La jurisprudence francophone des Cours suprêmes


recherche avancée

14/04/2005 | FRANCE | N°01BX02225

France | France, Cour administrative d'appel de Bordeaux, 4eme chambre (formation a 3), 14 avril 2005, 01BX02225


Vu la requête, enregistrée le 10 septembre 2001, présentée pour la COMMUNE DE SALAZIE, représentée par son maire, par la SCP Belot-Akhoun-Creguet-Hameroux ; la COMMUNE DE SALAZIE demande à la cour :

1°) d'annuler le jugement n° 0000149 du 23 mai 2001 par lequel le Tribunal administratif de Saint-Denis de la Réunion l'a condamnée à verser les sommes de 11 281,71 F (1 719,89 €) à M. X, 15 000 F (2 286,74 €) à Mme Z et 368 190,75 F (56 130,32 €) au Fonds de garantie des victimes d'infractions en réparation des conséquences dommageables du décès de Mme ;

2°)

de rejeter les demandes de M. Daniel X, M. Daniel Y et Mme Evelyne Z et du Fonds de...

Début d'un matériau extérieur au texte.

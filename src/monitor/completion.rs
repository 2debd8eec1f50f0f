//! # Completion Signal
//!
//! A one-shot, broadcast-once notification. Any number of clones can observe
//! the single false → true transition: the entry shell blocks on it, the
//! interaction loop probes it without blocking, and `stop()` waits on it with
//! a deadline.

use std::sync::{Arc, Condvar, Mutex, PoisonError};
use std::time::{Duration, Instant};

#[derive(Clone, Default)]
pub struct Completion {
    inner: Arc<Inner>,
}

#[derive(Default)]
struct Inner {
    fired: Mutex<bool>,
    cond: Condvar,
}

impl Completion {
    pub fn new() -> Self {
        Self::default()
    }

    /// Latch the signal and wake every waiter.
    ///
    /// Returns `true` only for the call that performed the transition.
    pub fn fire(&self) -> bool {
        let mut fired = self.inner.fired.lock().unwrap_or_else(PoisonError::into_inner);
        if *fired {
            return false;
        }
        *fired = true;
        self.inner.cond.notify_all();
        true
    }

    /// Non-blocking probe.
    pub fn is_fired(&self) -> bool {
        *self.inner.fired.lock().unwrap_or_else(PoisonError::into_inner)
    }

    /// Block until the signal fires.
    pub fn wait(&self) {
        let mut fired = self.inner.fired.lock().unwrap_or_else(PoisonError::into_inner);
        while !*fired {
            fired = self
                .inner
                .cond
                .wait(fired)
                .unwrap_or_else(PoisonError::into_inner);
        }
    }

    /// Block until the signal fires or `timeout` elapses.
    ///
    /// Returns whether the signal had fired when the call returned.
    pub fn wait_timeout(&self, timeout: Duration) -> bool {
        let deadline = Instant::now() + timeout;
        let mut fired = self.inner.fired.lock().unwrap_or_else(PoisonError::into_inner);
        while !*fired {
            let now = Instant::now();
            if now >= deadline {
                return false;
            }
            let (guard, _) = self
                .inner
                .cond
                .wait_timeout(fired, deadline - now)
                .unwrap_or_else(PoisonError::into_inner);
            fired = guard;
        }
        true
    }
}

impl std::fmt::Debug for Completion {
    fn fmt(&self, f: &mut std::fmt::Formatter<'_>) -> std::fmt::Result {
        f.debug_struct("Completion")
            .field("fired", &self.is_fired())
            .finish()
    }
}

Vu la requête, enregistrée le 10 septembre 2001, présentée pour la COMMUNE DE SALAZIE, représentée par son maire, par la SCP Belot-Akhoun-Creguet-Hameroux ; la COMMUNE DE SALAZIE demande à la cour :

1°) d'annuler le jugement n° 0000149 du 23 mai 2001 par lequel le Tribunal administratif de Saint-Denis de la Réunion l'a condamnée à verser les sommes de 11 281,71 F (1 719,89 €) à M. X, 15 000 F (2 286,74 €) à Mme Z et 368 190,75 F (56 130,32 €) au Fonds de garantie des victimes d'infractions en réparation des conséquences dommageables du décès de Mme ;

2°) de rejeter les demandes de M. Daniel X, M. Daniel Y et Mme Evelyne Z et du Fonds de garantie des victimes d'infractions devant le Tribunal administratif de Saint-Denis de La Réunion ;

......................................................................................................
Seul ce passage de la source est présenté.